Mammalian target of rapamycin (mTOR) plays an important role in cell proliferation and survival. mTOR has been shown to exist in at least two complexes, mTORC1 and mTORC2. mTORC1 is inhibited by rapamycin, contains the mTOR catalytic subunit as well as the proteins RAPTOR and mLST8. It shows that mTORC1 phosphorylates p70 S6 kinase 1 (S6K1) and eukaryotic initiation factor 4E binding protein 1 (4EBP1). mTORC2 is known to be the kinase responsible for AKT phosphorylation on Serine 473 (S473). Based on previous research, we hypothesize that mTOR is a useful target in the prevention and treatment of nonmelanoma skin cancer. The goal of this project is to expand those results using wild‐type (WT) and RICTOR‐null (Rictor −/− ) mouse embryo fibroblasts (MEFs).
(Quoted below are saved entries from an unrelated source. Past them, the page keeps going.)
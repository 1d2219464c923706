//! src/app/etat.rs
//!
//! État UI (sans vue, sans noyau).
//!
//! Rôle : contenir l’état de la calculatrice (entrée, liaisons, résultats, erreur, démarche)
//! et offrir des opérations simples (C/CLR/AC) sans logique d’affichage.
//!
//! Contrats :
//! - Aucune évaluation ici (pas de parsing).
//! - Actions déterministes, sans effet de bord caché.

/// Liaisons proposées au démarrage.
const LIAISONS_DEFAUT: &str = "x=4; y=2";

#[derive(Clone, Default, Debug)]
pub struct Demarche {
    pub termes: String,
    pub arbre: String,
    pub imprime: String,
    pub simplifie: String,
    pub note: String,
}

#[derive(Clone, Debug)]
pub struct AppCalc {
    // --- entrée utilisateur ---
    pub entree: String,
    pub liaisons: String, // "x=4; y=2"

    // --- sorties ---
    pub interprete: String, // évaluation directe
    pub compile: String,    // exécutable compilé
    pub accord: bool,       // les deux chemins concordent
    pub variables: String,  // "x = 4, y = 2"
    pub erreur: String,

    // --- démarche (panneau d’explication) ---
    pub demarche: Demarche,

    // --- UX ---
    pub focus_entree: bool,
}

impl Default for AppCalc {
    fn default() -> Self {
        Self {
            entree: String::new(),
            liaisons: LIAISONS_DEFAUT.to_string(),
            interprete: String::new(),
            compile: String::new(),
            accord: false,
            variables: String::new(),
            erreur: String::new(),
            demarche: Demarche::default(),
            focus_entree: true,
        }
    }
}

impl AppCalc {
    /* ------------------------ Actions “boutons” (état seulement) ------------------------ */

    /// AC : remise à zéro totale (entrée + liaisons par défaut + résultats).
    pub fn reset_total(&mut self) {
        self.entree.clear();
        self.liaisons = LIAISONS_DEFAUT.to_string();
        self.clear_resultats();
        self.focus_entree = true;
    }

    /// C : effacer seulement l’entrée (sans toucher aux résultats).
    pub fn clear_entree(&mut self) {
        self.entree.clear();
        self.focus_entree = true;
    }

    /// CLR : effacer résultats + erreur + démarche (sans toucher à l’entrée).
    pub fn clear_resultats(&mut self) {
        self.interprete.clear();
        self.compile.clear();
        self.accord = false;
        self.variables.clear();
        self.erreur.clear();
        self.demarche = Demarche::default();
        self.focus_entree = true;
    }

    /// Erreur : on CONSERVE le dernier résultat, la démarche (devenue fausse) est effacée.
    pub fn set_erreur(&mut self, msg: impl Into<String>) {
        self.erreur = msg.into();
        self.demarche = Demarche::default();
        self.focus_entree = true;
    }

    /// Dépose un résultat complet.
    pub fn set_resultats(
        &mut self,
        interprete: impl Into<String>,
        compile: impl Into<String>,
        accord: bool,
        variables: impl Into<String>,
        demarche: Demarche,
    ) {
        self.erreur.clear();
        self.interprete = interprete.into();
        self.compile = compile.into();
        self.accord = accord;
        self.variables = variables.into();
        self.demarche = demarche;
        self.focus_entree = true;
    }
}
// src/noyau/config.rs
//
// Réglages d’une expression (pas de global mutable : chaque Expression porte les siens).

/// Tolérance par défaut des comparaisons `=`, `≠`, `≥`, `≤`.
pub const EPSILON_DEFAUT: f64 = 1e-12;

/// Garde-fou : une tolérance plus grande rend `=` absurde.
const EPSILON_MAX: f64 = 1e-3;

/// Tolérance absolue par défaut de la quadrature (Integral).
pub const TOLERANCE_INTEGRALE_DEFAUT: f64 = 1e-10;

/// Profondeur de bissection de la quadrature (défaut, plafond).
pub const PROFONDEUR_INTEGRALE_DEFAUT: usize = 20;
const PROFONDEUR_INTEGRALE_MAX: usize = 30;

/// Profondeur maximale d’un arbre ou d’une imbrication de blocs.
/// Au-delà, les parcours récursifs épuiseraient la pile.
pub const PROFONDEUR_MAX: usize = 512;

#[derive(Clone, Debug, PartialEq)]
pub struct Config {
    /// |x - y| < epsilon  =>  x = y
    pub epsilon: f64,

    /// Identificateur non réclamé : variable libre (true) ou erreur (false).
    pub implicit_variables: bool,

    /// Tolérance absolue visée par Integral.
    pub integral_tolerance: f64,

    /// Profondeur de bissection de Integral.
    pub integral_depth: usize,
}

impl Default for Config {
    fn default() -> Self {
        Self {
            epsilon: EPSILON_DEFAUT,
            implicit_variables: true,
            integral_tolerance: TOLERANCE_INTEGRALE_DEFAUT,
            integral_depth: PROFONDEUR_INTEGRALE_DEFAUT,
        }
    }
}

impl Config {
    /// Mode strict : tout identificateur doit être connu ou résolu.
    pub fn strict() -> Self {
        Self {
            implicit_variables: false,
            ..Self::default()
        }
    }

    pub fn with_epsilon(mut self, epsilon: f64) -> Self {
        self.set_epsilon(epsilon);
        self
    }

    /// Borne epsilon dans [0, EPSILON_MAX] ; NaN => défaut.
    pub fn set_epsilon(&mut self, epsilon: f64) {
        self.epsilon = if epsilon.is_nan() {
            EPSILON_DEFAUT
        } else {
            epsilon.clamp(0.0, EPSILON_MAX)
        };
    }

    pub fn set_integral_tolerance(&mut self, tolerance: f64) {
        self.integral_tolerance = if tolerance.is_nan() || tolerance <= 0.0 {
            TOLERANCE_INTEGRALE_DEFAUT
        } else {
            tolerance
        };
    }

    pub fn set_integral_depth(&mut self, depth: usize) {
        self.integral_depth = depth.clamp(1, PROFONDEUR_INTEGRALE_MAX);
    }
}
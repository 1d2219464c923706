// src/main.rs
//
// Calculatrice en arbre — point d’entrée NATIF + WEB (WASM)
// ---------------------------------------------------------
// - NATIF (Linux/Windows/macOS) : eframe::run_native + NativeOptions, traces via tracing-subscriber
// - WEB  (wasm32)              : eframe::WebRunner + WebOptions + <canvas>
//
// Côté WEB (WASM) : index.html doit contenir un canvas :
//   <canvas id="the_canvas_id"></canvas>

#![cfg_attr(target_arch = "wasm32", allow(unused_imports))]

use eframe::egui;

mod app;

use app::AppCalc;

/// Titre unique (natif + web).
const TITRE_APP: &str = "Calculatrice en arbre";

/* ------------------------ Entrée NATIF (PC) ------------------------ */

/// Traces : RUST_LOG si présent, sinon "info".
#[cfg(not(target_arch = "wasm32"))]
fn installer_traces() {
    use tracing_subscriber::EnvFilter;

    let filtre = EnvFilter::try_from_default_env().unwrap_or_else(|_| EnvFilter::new("info"));
    tracing_subscriber::fmt().with_env_filter(filtre).init();
}

#[cfg(not(target_arch = "wasm32"))]
fn main() -> eframe::Result<()> {
    installer_traces();
    tracing::info!("démarrage");

    let options = eframe::NativeOptions {
        viewport: egui::ViewportBuilder::default()
            .with_title(TITRE_APP)
            .with_inner_size([560.0, 780.0])
            .with_min_inner_size([420.0, 620.0]),
        ..Default::default()
    };

    eframe::run_native(
        TITRE_APP,
        options,
        Box::new(|_cc| Ok(Box::<AppCalc>::default())),
    )
}

/* ------------------------ Entrée WEB (WASM) ------------------------ */

#[cfg(target_arch = "wasm32")]
fn main() {
    // En wasm32, le démarrage réel passe par `start()` (wasm_bindgen).
}

#[cfg(target_arch = "wasm32")]
mod web {
    use super::{AppCalc, TITRE_APP};

    use wasm_bindgen::JsCast;
    use web_sys::{window, HtmlCanvasElement};

    /// ID du canvas attendu dans index.html.
    const CANVAS_ID: &str = "the_canvas_id";

    /// Point d’entrée automatique au chargement de la page.
    #[wasm_bindgen::prelude::wasm_bindgen(start)]
    pub async fn start() -> Result<(), wasm_bindgen::JsValue> {
        let w = window().ok_or_else(|| js_err("window() indisponible"))?;
        let d = w
            .document()
            .ok_or_else(|| js_err("document() indisponible"))?;

        d.set_title(TITRE_APP);

        let el = d
            .get_element_by_id(CANVAS_ID)
            .ok_or_else(|| js_err("canvas introuvable (id incorrect dans index.html)"))?;

        let canvas: HtmlCanvasElement = el
            .dyn_into::<HtmlCanvasElement>()
            .map_err(|_| js_err("l’élément trouvé n’est pas un <canvas>"))?;

        let web_options = eframe::WebOptions::default();

        eframe::WebRunner::new()
            .start(
                canvas,
                web_options,
                Box::new(|_cc| Ok(Box::<AppCalc>::default())),
            )
            .await
    }

    fn js_err(msg: &str) -> wasm_bindgen::JsValue {
        wasm_bindgen::JsValue::from_str(msg)
    }
}
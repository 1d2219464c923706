// src/noyau/fonctionnelles.rs
//
// Opérateurs fonctionnels livrés : Sum (Σ), Product (Π), Integral (∫).
// Syntaxe : Nom[i = a..b]{coeur}

use std::sync::Arc;

use super::config::Config;
use super::numerique::quadrature;
use super::symboles::{Functional, Functionals};

pub fn register(t: &mut Functionals) {
    let somme: Arc<dyn Functional> = Arc::new(Summation);
    let produit: Arc<dyn Functional> = Arc::new(Product);
    let integrale: Arc<dyn Functional> = Arc::new(Integral);

    t.insert(somme.clone());
    t.alias("Σ", somme);
    t.insert(produit.clone());
    t.alias("Π", produit);
    t.insert(integrale.clone());
    t.alias("Int", integrale.clone());
    t.alias("∫", integrale);
}

/// Pas de 1 de round(a) à round(b) inclus ; vide (a > b ou NaN) => neutre.
/// Borne infinie (ou au-delà de 2^53, où t + 1 == t) => NaN.
fn pas_entiers(lower: f64, upper: f64, neutre: f64, body: &mut dyn FnMut(f64) -> f64, acc: fn(f64, f64) -> f64) -> f64 {
    let (debut, fin) = (lower.round(), upper.round());
    if debut.is_nan() || fin.is_nan() || debut > fin {
        return neutre;
    }
    if debut + 1.0 == debut || fin + 1.0 == fin {
        return f64::NAN;
    }
    let mut total = neutre;
    let mut t = debut;
    while t <= fin {
        total = acc(total, body(t));
        t += 1.0;
    }
    total
}

#[derive(Debug, Clone, Copy)]
pub struct Summation;

impl Functional for Summation {
    fn name(&self) -> &str {
        "Sum"
    }

    fn apply(&self, lower: f64, upper: f64, _config: &Config, body: &mut dyn FnMut(f64) -> f64) -> f64 {
        pas_entiers(lower, upper, 0.0, body, |a, b| a + b)
    }
}

#[derive(Debug, Clone, Copy)]
pub struct Product;

impl Functional for Product {
    fn name(&self) -> &str {
        "Product"
    }

    fn apply(&self, lower: f64, upper: f64, _config: &Config, body: &mut dyn FnMut(f64) -> f64) -> f64 {
        pas_entiers(lower, upper, 1.0, body, |a, b| a * b)
    }
}

/// Quadrature adaptative G7K15 (tolérance et profondeur : Config).
#[derive(Debug, Clone, Copy)]
pub struct Integral;

impl Functional for Integral {
    fn name(&self) -> &str {
        "Integral"
    }

    fn apply(&self, lower: f64, upper: f64, config: &Config, body: &mut dyn FnMut(f64) -> f64) -> f64 {
        quadrature(body, lower, upper, config.integral_tolerance, config.integral_depth)
    }
}
//! Tests scientifiques (campagne) : propriétés du moteur, valeurs de référence, erreurs attendues.
//!
//! Chaque valeur est vérifiée sur les DEUX chemins (interprété, compilé).
//! Budget temps global sur les campagnes un peu lourdes (fonctionnelles).

use std::sync::Arc;
use std::time::{Duration, Instant};

use super::config::Config;
use super::erreur::Error;
use super::expression::Expression;
use super::parseur::Parser;
use super::symboles::{Function, Resolver};
use super::variable::Variable;

const TOL: f64 = 1e-9;

fn parse_ok(expr: &str) -> Expression {
    Expression::parse(expr).unwrap_or_else(|e| panic!("expr={expr:?} err={e}"))
}

fn proche(a: f64, b: f64) -> bool {
    (a.is_nan() && b.is_nan()) || a == b || (a - b).abs() < TOL
}

/// Valeur attendue, interprétée ET compilée.
fn assert_val_expr(e: &Expression, attendu: f64) {
    let i = e.compute();
    let c = e.compile().call();
    assert!(proche(i, attendu), "expr={:?} interprété={i} attendu={attendu}", e.source());
    assert!(proche(c, attendu), "expr={:?} compilé={c} attendu={attendu}", e.source());
}

fn assert_val(expr: &str, attendu: f64) {
    assert_val_expr(&parse_ok(expr), attendu);
}

fn assert_imprime(expr: &str, attendu: &str) {
    assert_eq!(parse_ok(expr).to_string(), attendu, "expr={expr:?}");
}

fn erreur(expr: &str) -> Error {
    match Expression::parse(expr) {
        Ok(e) => panic!("expr={expr:?} aurait dû échouer, arbre={e}"),
        Err(err) => err,
    }
}

fn budget(start: Instant, max: Duration) {
    if start.elapsed() > max {
        panic!("budget temps dépassé: {:?}", max);
    }
}

/* ------------------------ Priorités ------------------------ */

#[test]
fn sci_priorites_de_reference() {
    assert_val("2+2*2", 6.0);
    assert_val("(2+2)*2", 8.0);
    assert_val("2^2*3", 12.0);
    assert_val("2^(2*5)", 1024.0);
    assert_val("(-4-4*-2)^(2^-1)", 2.0);
}

#[test]
fn sci_associativite_et_unaires() {
    assert_val("10-4-3", 3.0);
    assert_val("100/10/5", 2.0);
    // même priorité : gauche d’abord, y compris pour ^
    assert_val("2^3^2", 64.0);
    assert_val("-2^2", -4.0);
    assert_val("2*-3", -6.0);
    assert_val("--3", 3.0);
    assert_val("+3", 3.0);
    assert_val("2^-1*4", 2.0);
}

#[test]
fn sci_multiplication_implicite() {
    let e = parse_ok("2x^2 + 3(x+1)");
    e.set("x", 2.0).unwrap();
    assert_val_expr(&e, 17.0);

    assert_val("(1+1)(2+1)", 6.0);
    assert_val("2pi", std::f64::consts::TAU);
}

/* ------------------------ Logique + ternaire ------------------------ */

#[test]
fn sci_comparaisons_et_logique() {
    assert_val("4=2", 0.0);
    assert_val("4≠2", 1.0);
    assert_val("4!=2", 1.0);
    assert_val("4>2", 1.0);
    assert_val("4>=4", 1.0);
    assert_val("4≥5", 0.0);
    assert_val("2<=1", 0.0);
    assert_val("1 & 0", 0.0);
    assert_val("0 | 3", 1.0);
    assert_val("1 && 2 || 0", 1.0);
    assert_val("!0", 1.0);
    assert_val("!(2>1)", 0.0);
    // NaN est faux
    assert_val("(0/0) | 0", 0.0);
}

#[test]
fn sci_egalite_tolerante() {
    assert_val("0.1+0.2=0.3", 1.0);

    let exact = Parser::new()
        .with_config(Config::default().with_epsilon(0.0))
        .parse("0.1+0.2=0.3")
        .unwrap();
    // 0.1 + 0.2 != 0.3 en binaire
    assert_val_expr(&exact, 0.0);
}

#[test]
fn sci_ternaire_de_reference() {
    let e = parse_ok("(x>3)?7:-8");
    e.set("x", 4.0).unwrap();
    assert_val_expr(&e, 7.0);
    e.set("x", 0.0).unwrap();
    assert_val_expr(&e, -8.0);

    let e = parse_ok("-1<x & x<1 ? 5:0");
    e.set("x", 0.0).unwrap();
    assert_val_expr(&e, 5.0);
    e.set("x", 2.0).unwrap();
    assert_val_expr(&e, 0.0);
    e.set("x", -1.0).unwrap();
    assert_val_expr(&e, 0.0);
}

#[test]
fn sci_ternaires_imbriques() {
    let e = parse_ok("x>0 ? 1 : x<0 ? -1 : 0");
    for (x, attendu) in [(5.0, 1.0), (-3.0, -1.0), (0.0, 0.0)] {
        e.set("x", x).unwrap();
        assert_val_expr(&e, attendu);
    }

    // branche « alors » elle-même ternaire
    let e = parse_ok("a ? b ? 1 : 2 : 3");
    for (a, b, attendu) in [(1.0, 1.0, 1.0), (1.0, 0.0, 2.0), (0.0, 1.0, 3.0)] {
        e.compute_named(&[("a", a), ("b", b)]).unwrap();
        assert_val_expr(&e, attendu);
    }

    // sans « sinon » : 0
    assert_val("0?5", 0.0);
    assert_val("1?5", 5.0);
}
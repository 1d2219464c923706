//! Noyau — évaluation (pipeline complet, pour l’interface)
//!
//! termes -> arbre -> liaisons -> interprétation -> compilation -> réimpression -> pliage
//!
//! Chaque étape laisse une trace texte dans la démarche ; les deux valeurs
//! (interprétée, compilée) sont comparées.

use tracing::debug;

use super::config::Config;
use super::erreur::{Error, Result};
use super::parseur::Parser;
use super::termes::{decompose, format_terms};

/// Écart toléré entre interprétation et exécutable compilé.
pub const TOLERANCE_ACCORD: f64 = 1e-9;

#[derive(Default, Clone, Debug)]
pub struct DemarcheNoyau {
    pub termes: String,
    pub arbre: String,
    pub imprime: String,
    pub simplifie: String,
    pub note: String,
}

#[derive(Clone, Debug)]
pub struct Rapport {
    pub interprete: f64,
    pub compile: f64,
    pub accord: bool,
    /// Variables de l’expression (ordre de la table) et leur valeur au moment du calcul.
    pub variables: Vec<(String, f64)>,
    pub demarche: DemarcheNoyau,
}

/// API publique : évalue `source` après application des liaisons ("x=4; y=2").
pub fn eval_expression(source: &str, liaisons: &str) -> Result<Rapport> {
    let s = source.trim();
    if s.is_empty() {
        return Err(Error::Empty);
    }

    // 1) Termes
    let termes = decompose(s)?;
    let termes_txt = format_terms(&termes);

    // 2) Arbre
    let parser = Parser::new();
    let mut expr = parser.parse_terms(s, &termes)?;

    // 3) Liaisons (les noms absents de l’expression sont ignorés)
    for (name, valeur) in lire_liaisons(liaisons)? {
        if expr.variables().get(&name).is_some() {
            expr.set(&name, valeur)?;
        } else {
            debug!(name, "liaison sans variable correspondante");
        }
    }

    // 4) Deux évaluations
    let interprete = expr.compute();
    let compile = expr.compile().call();
    let accord = valeurs_accord(interprete, compile);

    let variables = expr
        .variables()
        .iter()
        .map(|v| (v.name().to_string(), v.value()))
        .collect();

    // 5) Réimpression + pliage (sur l’arbre lui-même : il ne sert plus ensuite)
    let arbre = expr.dump();
    let imprime = expr.to_string();
    let plies = expr.fold_constants()?;
    let simplifie = expr.to_string();

    debug!(interprete, compile, accord, plies, "évaluation");

    let demarche = DemarcheNoyau {
        termes: termes_txt,
        arbre,
        imprime,
        simplifie,
        note: format!(
            "Pipeline: termes → arbre (insertion par priorité) → liaisons → interprétation + exécutable compilé → réimpression → pliage ({plies} noeud(s))."
        ),
    };

    Ok(Rapport {
        interprete,
        compile,
        accord,
        variables,
        demarche,
    })
}

/// Même valeur à TOLERANCE_ACCORD près (NaN == NaN, infinis de même signe).
pub fn valeurs_accord(a: f64, b: f64) -> bool {
    (a.is_nan() && b.is_nan()) || a == b || (a - b).abs() < TOLERANCE_ACCORD
}

/// "x=4; y=pi/2" -> [(x, 4), (y, 1.5707…)].
///
/// Séparateurs : ';' et fin de ligne. Chaque valeur est une expression sans
/// variable libre (mode strict).
pub fn lire_liaisons(texte: &str) -> Result<Vec<(String, f64)>> {
    let strict = Parser::new().with_config(Config::strict());
    let mut out = Vec::new();

    for morceau in texte.split([';', '\n']).map(str::trim).filter(|m| !m.is_empty()) {
        let invalide = || Error::InvalidBinding {
            text: morceau.to_string(),
        };
        let (nom, valeur) = morceau.split_once('=').ok_or_else(invalide)?;
        let nom = nom.trim();
        if !est_identificateur(nom) {
            return Err(invalide());
        }
        let v = strict.parse(valeur.trim())?.compute();
        out.push((nom.to_string(), v));
    }
    Ok(out)
}

fn est_identificateur(s: &str) -> bool {
    let mut it = s.chars();
    match it.next() {
        Some(c) if c.is_alphabetic() || c == '_' => it.all(|c| c.is_alphanumeric() || c == '_'),
        _ => false,
    }
}

/// Affichage d’une valeur pour l’interface.
pub fn format_valeur(x: f64) -> String {
    if x.is_nan() {
        "indéfini".into()
    } else if x == f64::INFINITY {
        "+∞".into()
    } else if x == f64::NEG_INFINITY {
        "-∞".into()
    } else {
        format!("{x}")
    }
}
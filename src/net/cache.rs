//! Parsed-tree cache keyed by file path and modification time.
//!
//! Parsing the full export on every request is correct but slow. While
//! the file on disk is unchanged the same tree is handed out again; any
//! change in path or mtime triggers a reparse.

use std::path::{Path, PathBuf};
use std::sync::{Arc, Mutex};
use std::time::SystemTime;

use crate::catalog::parser::load_catalog;
use crate::catalog::Catalog;
use crate::config::Schema;
use crate::error::{CatalogError, Result};

struct CachedTree {
    path: PathBuf,
    modified: SystemTime,
    catalog: Arc<Catalog>,
}

#[derive(Default)]
pub struct TreeCache {
    entry: Mutex<Option<CachedTree>>,
}

impl TreeCache {
    pub fn new() -> Self {
        Self::default()
    }

    /// Return the cached tree for `path`, reparsing when the file changed.
    pub fn load(&self, path: &Path, schema: &Schema) -> Result<Arc<Catalog>> {
        let modified = std::fs::metadata(path)
            .and_then(|m| m.modified())
            .map_err(|e| CatalogError::io(path, e))?;

        let mut entry = self.entry.lock().unwrap_or_else(|e| e.into_inner());

        if let Some(cached) = entry.as_ref() {
            if cached.path == path && cached.modified == modified {
                log::debug!("Tree cache HIT: {}", path.display());
                return Ok(Arc::clone(&cached.catalog));
            }
        }

        log::debug!("Tree cache MISS: {}", path.display());
        let catalog = Arc::new(load_catalog(path, schema)?);
        *entry = Some(CachedTree {
            path: path.to_path_buf(),
            modified,
            catalog: Arc::clone(&catalog),
        });
        Ok(catalog)
    }

    #[cfg(test)]
    fn clear(&self) {
        *self.entry.lock().unwrap_or_else(|e| e.into_inner()) = None;
    }

    #[cfg(test)]
    fn is_cached(&self) -> bool {
        self.entry.lock().unwrap_or_else(|e| e.into_inner()).is_some()
    }
}

#[cfg(test)]
mod tests {
    use super::*;

    #[test]
    fn unchanged_file_reuses_tree() {
        let dir = tempfile::tempdir().unwrap();
        let path = dir.path().join("catalog.xml");
        std::fs::write(&path, "<export><items><item name=\"A\"/></items></export>").unwrap();

        let cache = TreeCache::new();
        assert!(!cache.is_cached());
        let first = cache.load(&path, &Schema::default()).unwrap();
        let second = cache.load(&path, &Schema::default()).unwrap();
        assert!(Arc::ptr_eq(&first, &second));

        cache.clear();
        assert!(!cache.is_cached());
        let third = cache.load(&path, &Schema::default()).unwrap();
        assert!(!Arc::ptr_eq(&first, &third));
        assert_eq!(*first, *third);
    }

    #[test]
    fn different_path_reparses() {
        let dir = tempfile::tempdir().unwrap();
        let a = dir.path().join("a.xml");
        let b = dir.path().join("b.xml");
        std::fs::write(&a, "<export><items/></export>").unwrap();
        std::fs::write(&b, "<other/>").unwrap();

        let cache = TreeCache::new();
        assert_eq!(cache.load(&a, &Schema::default()).unwrap().root.tag, "export");
        assert_eq!(cache.load(&b, &Schema::default()).unwrap().root.tag, "other");
    }

    #[test]
    fn parse_failure_is_not_cached() {
        let dir = tempfile::tempdir().unwrap();
        let path = dir.path().join("broken.xml");
        std::fs::write(&path, "<export>").unwrap();

        let cache = TreeCache::new();
        assert!(cache.load(&path, &Schema::default()).is_err());
        assert!(!cache.is_cached());
    }
}
use std::path::{Path, PathBuf};

/// Errors raised while fetching, loading or rendering the catalog.
#[derive(Debug, thiserror::Error)]
pub enum CatalogError {
    /// The XML file is absent and no source URL was configured to fetch it.
    #[error("{} is missing and no source URL is configured", .0.display())]
    NoSource(PathBuf),

    #[error("invalid source URL: {0}")]
    InvalidUrl(#[from] url::ParseError),

    #[error("download failed: {0}")]
    Download(#[from] reqwest::Error),

    #[error("download returned HTTP {0}")]
    HttpStatus(u16),

    #[error("archive error: {0}")]
    Archive(#[from] zip::result::ZipError),

    /// The archive extracted cleanly but did not contain the expected file.
    #[error("archive did not contain {}", .0.display())]
    MissingExtract(PathBuf),

    #[error("I/O error on {}: {source}", .path.display())]
    Io {
        path: PathBuf,
        #[source]
        source: std::io::Error,
    },

    #[error("malformed XML: {0}")]
    Xml(#[from] roxmltree::Error),

    #[error("template error: {0}")]
    Template(#[from] handlebars::TemplateError),

    #[error("render error: {0}")]
    Render(#[from] handlebars::RenderError),

    #[error("background task failed: {0}")]
    Worker(#[from] tokio::task::JoinError),
}

impl CatalogError {
    pub fn io(path: impl AsRef<Path>, source: std::io::Error) -> Self {
        Self::Io {
            path: path.as_ref().to_path_buf(),
            source,
        }
    }

    /// Pipeline phase the error came from, used in log lines.
    pub fn phase(&self) -> &'static str {
        match self {
            Self::NoSource(_)
            | Self::InvalidUrl(_)
            | Self::Download(_)
            | Self::HttpStatus(_)
            | Self::Archive(_)
            | Self::MissingExtract(_) => "fetch",
            Self::Io { .. } | Self::Xml(_) => "parse",
            Self::Template(_) | Self::Render(_) => "render",
            Self::Worker(_) => "server",
        }
    }
}

pub type Result<T> = std::result::Result<T, CatalogError>;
Since phosphorylation of AKT on Threonine 308 (T308) has been reported to be facilitated by S473 phosphorylation, Aim is to determine the phosphorylation state of AKT T308 in WT and Rictor −/− cells, both with and without UVB treatment and to examine the effect of Torin‐2, which inhibits both complex on proliferation in WT and Rictor −/− MEFs. RESULTS Western blot analysis demonstrated that UVB exposure induces AKT phosphorylation at T308 in both cells suggesting that the absence of mTORC2 signaling does not prevent T308 phosphorylation in response to UVB. MTS analysis showed that mTORC1 inhibition with rapamycin had no significant effect on cell proliferation. Treatment of WT and Rictor −/− cells with Torin‐2 decreased proliferation in a dose‐dependent manner. Since TORC2 activity is absent in MEFs lacking Rictor, this result suggests the presence of a rapamycin‐insensitive mTORC1 activity that may play a role in cell proliferation.